[WHAT YOU NEED TO DO] Copy out again, unchanged, the line that contains "pub struct LineId(usize);" and every line after it down to the last line of the data.

(Extracted records)
___

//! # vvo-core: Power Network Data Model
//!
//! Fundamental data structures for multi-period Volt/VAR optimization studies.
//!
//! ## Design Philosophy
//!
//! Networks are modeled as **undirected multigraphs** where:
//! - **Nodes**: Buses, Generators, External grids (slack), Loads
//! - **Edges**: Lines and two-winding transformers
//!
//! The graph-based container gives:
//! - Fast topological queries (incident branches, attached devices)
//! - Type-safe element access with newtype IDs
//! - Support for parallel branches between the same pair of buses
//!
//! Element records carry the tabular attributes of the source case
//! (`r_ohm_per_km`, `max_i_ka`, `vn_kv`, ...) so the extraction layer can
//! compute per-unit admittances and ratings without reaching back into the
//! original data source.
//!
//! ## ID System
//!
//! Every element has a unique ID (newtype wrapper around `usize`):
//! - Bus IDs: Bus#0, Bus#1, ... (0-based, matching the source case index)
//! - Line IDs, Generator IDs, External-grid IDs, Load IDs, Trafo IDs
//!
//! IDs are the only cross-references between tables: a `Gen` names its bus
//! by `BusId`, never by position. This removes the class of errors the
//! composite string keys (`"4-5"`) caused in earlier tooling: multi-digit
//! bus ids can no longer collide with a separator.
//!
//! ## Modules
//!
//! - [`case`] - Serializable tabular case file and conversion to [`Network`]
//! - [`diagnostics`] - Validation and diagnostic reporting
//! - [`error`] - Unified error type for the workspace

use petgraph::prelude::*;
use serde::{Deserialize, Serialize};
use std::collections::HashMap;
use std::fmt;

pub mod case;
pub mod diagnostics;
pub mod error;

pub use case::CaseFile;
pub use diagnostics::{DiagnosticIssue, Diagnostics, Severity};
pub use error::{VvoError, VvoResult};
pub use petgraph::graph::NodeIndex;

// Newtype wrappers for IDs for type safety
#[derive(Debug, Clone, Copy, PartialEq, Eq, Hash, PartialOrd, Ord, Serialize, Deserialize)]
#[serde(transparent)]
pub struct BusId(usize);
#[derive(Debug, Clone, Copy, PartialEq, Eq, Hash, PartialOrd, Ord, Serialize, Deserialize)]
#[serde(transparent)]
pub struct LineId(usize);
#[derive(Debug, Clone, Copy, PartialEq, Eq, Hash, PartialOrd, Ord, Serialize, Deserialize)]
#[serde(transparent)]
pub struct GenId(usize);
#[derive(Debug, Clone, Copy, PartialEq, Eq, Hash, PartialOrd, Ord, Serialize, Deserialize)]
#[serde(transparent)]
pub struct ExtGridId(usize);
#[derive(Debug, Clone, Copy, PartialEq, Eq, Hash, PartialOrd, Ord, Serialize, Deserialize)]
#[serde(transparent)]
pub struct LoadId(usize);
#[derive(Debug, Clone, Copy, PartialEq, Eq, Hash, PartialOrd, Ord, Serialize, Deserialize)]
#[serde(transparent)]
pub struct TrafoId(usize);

___

[SOLUTION FOR THIS TASK]
pub struct LineId(usize);
#[derive(Debug, Clone, Copy, PartialEq, Eq, Hash, PartialOrd, Ord, Serialize, Deserialize)]
#[serde(transparent)]
pub struct GenId(usize);
#[derive(Debug, Clone, Copy, PartialEq, Eq, Hash, PartialOrd, Ord, Serialize, Deserialize)]
#[serde(transparent)]
pub struct ExtGridId(usize);
#[derive(Debug, Clone, Copy, PartialEq, Eq, Hash, PartialOrd, Ord, Serialize, Deserialize)]
#[serde(transparent)]
pub struct LoadId(usize);
#[derive(Debug, Clone, Copy, PartialEq, Eq, Hash, PartialOrd, Ord, Serialize, Deserialize)]
#[serde(transparent)]
pub struct TrafoId(usize);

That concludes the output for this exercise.